In the Olivares case these principles were held to constitute a barrier to the enforcement of an executory contract between the insured and the plaintiff in that case, by which the plaintiff claimed that the insured, on a valid consideration, had agreed to name him beneficiary of the policy there involved. The court said—referring to the plaintiff who was insured's brother—: "Appellee contends, however, that here we have a parol trust and that no parol trust was involved in the Garabrant-Burns case. The effect of that holding cannot be circumvented simply by calling the agreement between the insured and his brother a parol trust engrafted upon the policy." [170 S.W.2d 576.] It is evident that in the Olivares case the court did not feel it was confronted with a trust situation, so that the second ground of its decision, based upon lack of consent of the beneficiary to act as trustee, is dicta. We consider this dicta to be contrary to a decision of our Supreme Court, to which we shall refer. Nevertheless, we think that the evidence in the present record is sufficient to authorize a finding that during the lifetime of Harrell Ballard, his brother Delbert consented and agreed to act as trustee. Delbert Ballard stated to Byron McClelland that the subject policy "had been left with him with instructions that he should take care of Betty Lynn." It is easily inferable from this that if Delbert *818 Ballard had refused to act as trustee or had indicated to his dead brother his intention to claim the proceeds of the policy as his own, Harrell Ballard would have changed the beneficiary to some other person.

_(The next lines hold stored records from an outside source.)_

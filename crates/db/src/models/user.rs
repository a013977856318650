//! User entity model and DTOs.

use serde::Serialize;
use sqlx::FromRow;
use startovate_core::types::{DbId, Timestamp};

/// Full user row from the `users` table.
///
/// Contains the password hash -- NEVER serialize this to API responses
/// directly. Use [`UserResponse`] for external-facing output.
#[derive(Debug, Clone, FromRow)]
pub struct User {
    pub id: DbId,
    pub name: String,
    pub email: String,
    pub password_hash: String,
    /// One of the `startovate_core::roles` constants.
    pub role: String,
    pub created_at: Timestamp,
}

/// Safe user representation for API responses (no password hash).
#[derive(Debug, Clone, Serialize)]
pub struct UserResponse {
    pub id: DbId,
    pub name: String,
    pub email: String,
    pub role: String,
    pub created_at: Timestamp,
}

impl From<User> for UserResponse {
    fn from(user: User) -> Self {
        UserResponse {
            id: user.id,
            name: user.name,
            email: user.email,
            role: user.role,
            created_at: user.created_at,
        }
    }
}

/// DTO for inserting a new user. The password is already hashed.
#[derive(Debug)]
pub struct CreateUser {
    pub name: String,
    pub email: String,
    pub password_hash: String,
    pub role: String,
}
//! Database layer: connection pool, migrations, models, and repositories.

pub mod models;
pub mod repositories;

use sqlx::postgres::PgPoolOptions;

pub type DbPool = sqlx::PgPool;

/// Create a connection pool from a database URL.
pub async fn create_pool(database_url: &str) -> Result<DbPool, sqlx::Error> {
    PgPoolOptions::new()
        .max_connections(20)
        .connect(database_url)
        .await
}

/// Verify the database is reachable.
pub async fn health_check(pool: &DbPool) -> Result<(), sqlx::Error> {
    sqlx::query("SELECT 1").execute(pool).await?;
    Ok(())
}

/// Apply all pending migrations from `crates/db/migrations`.
pub async fn run_migrations(pool: &DbPool) -> Result<(), sqlx::migrate::MigrateError> {
    sqlx::migrate!().run(pool).await
}
//! Feedback entity model and teacher-view projections.

use serde::Serialize;
use sqlx::FromRow;
use startovate_core::ownership::Owned;
use startovate_core::types::{DbId, Timestamp};

/// Full feedback row from the `feedback` table.
///
/// `instructor_id` is copied from the course at submission time and is not
/// kept in sync afterwards.
#[derive(Debug, Clone, FromRow, Serialize)]
pub struct Feedback {
    pub id: DbId,
    pub student_id: DbId,
    pub course_id: DbId,
    pub instructor_id: DbId,
    pub rating: i32,
    pub comment: String,
    pub created_at: Timestamp,
    pub updated_at: Timestamp,
}

impl Owned for Feedback {
    const ENTITY: &'static str = "Feedback";

    fn owner_id(&self) -> DbId {
        self.student_id
    }
}

/// Feedback joined with student and course names, for the teacher view.
#[derive(Debug, Clone, FromRow, Serialize)]
pub struct FeedbackWithContext {
    pub id: DbId,
    pub student_id: DbId,
    pub student_name: String,
    pub course_id: DbId,
    pub course_title: String,
    pub rating: i32,
    pub comment: String,
    pub created_at: Timestamp,
    pub updated_at: Timestamp,
}

/// Per-course rating aggregate for an instructor's courses.
#[derive(Debug, Clone, FromRow, Serialize)]
pub struct CourseRatingSummary {
    pub course_id: DbId,
    pub course_title: String,
    pub average_rating: f64,
    pub feedback_count: i64,
}
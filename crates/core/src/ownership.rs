//! The ownership capability checked by every mutating resource handler.
//!
//! Resources that belong to a single user implement [`Owned`]; handlers call
//! [`ensure_owner`] after the existence lookup and before any write. Policy:
//! a missing resource is reported as NotFound first, an ownership mismatch as
//! Forbidden -- identical across all resources.

use crate::error::CoreError;
use crate::types::DbId;

/// A resource with a single owning user.
pub trait Owned {
    /// Entity name used in error messages (e.g. `"Course"`).
    const ENTITY: &'static str;

    /// The id of the user who owns this resource.
    fn owner_id(&self) -> DbId;
}

/// Whether `actor_id` owns `resource`. Value equality on ids.
pub fn is_owner<T: Owned>(actor_id: DbId, resource: &T) -> bool {
    resource.owner_id() == actor_id
}

/// Reject with [`CoreError::Forbidden`] unless `actor_id` owns `resource`.
pub fn ensure_owner<T: Owned>(actor_id: DbId, resource: &T) -> Result<(), CoreError> {
    if is_owner(actor_id, resource) {
        Ok(())
    } else {
        Err(CoreError::Forbidden(format!(
            "You do not own this {}",
            T::ENTITY.to_lowercase()
        )))
    }
}
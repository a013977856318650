//! Parsing of compound template keys.
//!
//! Canvas templates and step descriptions are addressed by keys of the form
//! `<ComponentName>-Step<N>` (e.g. `"Funding-Step1"`, `"Team Capacities-Step2"`).
//! The chat/autofill proxy parses the key before doing any work so a malformed
//! key fails fast with a descriptive error.

use std::sync::OnceLock;

use regex::Regex;

use crate::error::CoreError;

/// A parsed `<ComponentName>-Step<N>` template key.
#[derive(Debug, Clone, PartialEq, Eq)]
pub struct StepKey {
    pub component_name: String,
    pub step_number: i32,
}

fn key_pattern() -> &'static Regex {
    static PATTERN: OnceLock<Regex> = OnceLock::new();
    PATTERN.get_or_init(|| Regex::new(r"^(.+)-Step(\d+)$").expect("step key pattern is valid"))
}

/// Parse a template key into its component name and step number.
///
/// Fails with [`CoreError::Validation`] when the key does not match the
/// `<ComponentName>-Step<N>` shape.
pub fn parse_template_key(key: &str) -> Result<StepKey, CoreError> {
    let captures = key_pattern().captures(key).ok_or_else(|| {
        CoreError::Validation(format!(
            "Invalid template key '{key}': expected the form <ComponentName>-Step<N>"
        ))
    })?;

    let component_name = captures[1].trim().to_string();
    let step_number: i32 = captures[2].parse().map_err(|_| {
        CoreError::Validation(format!("Invalid step number in template key '{key}'"))
    })?;

    Ok(StepKey {
        component_name,
        step_number,
    })
}

#[cfg(test)]
mod tests {
    use super::*;

    #[test]
    fn test_parses_simple_key() {
        let key = parse_template_key("Funding-Step1").expect("key should parse");
        assert_eq!(key.component_name, "Funding");
        assert_eq!(key.step_number, 1);
    }

    #[test]
    fn test_parses_component_with_spaces() {
        let key = parse_template_key("Team Capacities-Step2").expect("key should parse");
        assert_eq!(key.component_name, "Team Capacities");
        assert_eq!(key.step_number, 2);
    }

    #[test]
    fn test_missing_hyphen_is_rejected() {
        let err = parse_template_key("FundingStep1").unwrap_err();
        assert!(matches!(err, CoreError::Validation(_)));
        assert!(err.to_string().contains("FundingStep1"));
    }

    #[test]
    fn test_missing_step_number_is_rejected() {
        assert!(parse_template_key("Funding-Step").is_err());
        assert!(parse_template_key("Funding-").is_err());
        assert!(parse_template_key("").is_err());
    }

    #[test]
    fn test_multi_digit_step_number() {
        let key = parse_template_key("Relations-Step12").expect("key should parse");
        assert_eq!(key.step_number, 12);
    }
}
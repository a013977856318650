//! Lean Canvas entity model and DTOs.

use serde::{Deserialize, Serialize};
use sqlx::FromRow;
use startovate_core::ownership::Owned;
use startovate_core::types::{DbId, Timestamp};

/// Full canvas row from the `canvases` table. At most one per owning user.
#[derive(Debug, Clone, FromRow, Serialize)]
pub struct Canvas {
    pub id: DbId,
    pub owner_id: DbId,
    pub research_title: String,
    pub author_name: String,
    /// Free-text idea summary; attached as chat/autofill context when set.
    pub idea_description: Option<String>,
    pub created_at: Timestamp,
}

impl Owned for Canvas {
    const ENTITY: &'static str = "Canvas";

    fn owner_id(&self) -> DbId {
        self.owner_id
    }
}

/// DTO for creating a canvas. The owner comes from the authenticated identity.
#[derive(Debug, Deserialize)]
pub struct CreateCanvas {
    pub research_title: String,
    pub author_name: String,
    pub idea_description: Option<String>,
}

/// DTO for updating a canvas. Only non-`None` fields are applied.
#[derive(Debug, Deserialize)]
pub struct UpdateCanvas {
    pub research_title: Option<String>,
    pub author_name: Option<String>,
    pub idea_description: Option<String>,
}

In Dunn v. Second National Bank of Houston, supra [131 Tex. 198, 113 S.W.2d 171], in an opinion adopted by the Court, Judge Smedley said: "It is settled by the decisions in this state and by the weight of authority in other states that a trust may be impressed upon a life insurance policy or upon the proceeds of a life insurance policy in the hands of a named beneficiary and that proof of such trust may be made by parol." (Emphasis supplied.) Cited in support of this statement are the following cases: Hughes v. Jackson, 125 Tex. 130, 81 S.W.2d 656; Jackson v. Hughes, Tex.Civ.App., 52 S.W.2d 687; Clausen v. Jones, 18 Tex.Civ.App., 376, 45 S.W.2d 183; Rape v. Gardner, Tex. Civ.App., 54 S.W.2d 594; Donithen v. Independent Order of Foresters, 209 Pa. 170, 58 A. 142; American Life & Health Insurance Co. v. Robertshaw, 26 Pa. 189; Crews v. Crews' Administrator, 113 Ky. 152, 67 S.W. 276; Kerr v. Crane, 212 Mass. 224, 98 N.E. 783, 40 L.R.A.,N.S., 692. Later in the opinion it is announced: "Notice to the trustee, however, is not one of the elements essential to the creation of a parol trust." Cited in support of this holding are Clausen v. Jones and Donithen v. Independent Order of Foresters, supra, Perry on Trusts, 6th Edition, Vol. 1, Sec. 105, page 137, and Restatement of the Law of Trusts, Vol. 1, Sec. 24, Subsection c, pages 75, 76; Sec. 35, pp. 113, 114.

If what is said in Dunn v. Second National Bank of Houston is contrary to anything said in Garabrant v. Burns, then the Dunn case, which is later in point of time, controls. However, rightly understood, we see no conflict between the two cases. Nor apparently does the Court itself, which decided both. In Eaton v. Husted, supra [141 Tex. 349, 172 S.W.2d 497], in an opinion by Judge Brewster, which the Court adopted, the Court said of the trial court's judgment which had impressed a parol trust on the proceeds of an insurance policy made unqualifiedly payable to one George Eaton: "We think this testimony, considered in connection with the fact that George Eaton, Jr., was made beneficiary in the policy at about the same time that the two deeds and the bill of sale were executed to him, was some evidence that Lou Eaton intended that the proceeds of the policy should constitute a part of the trust funds and that George Eaton accepted it as trustee, and that, therefore, we would not be warranted in disturbing the jury's verdict on that issue. That the insured could thus impress a trust upon the proceeds of the policy in the hands of George Eaton, proof of which could rest in parol, was definitely settled in Dunn v. Second National Bank of Houston, 131 Tex. 198, 113 S.W.2d 165, 115 A.L.R. 730."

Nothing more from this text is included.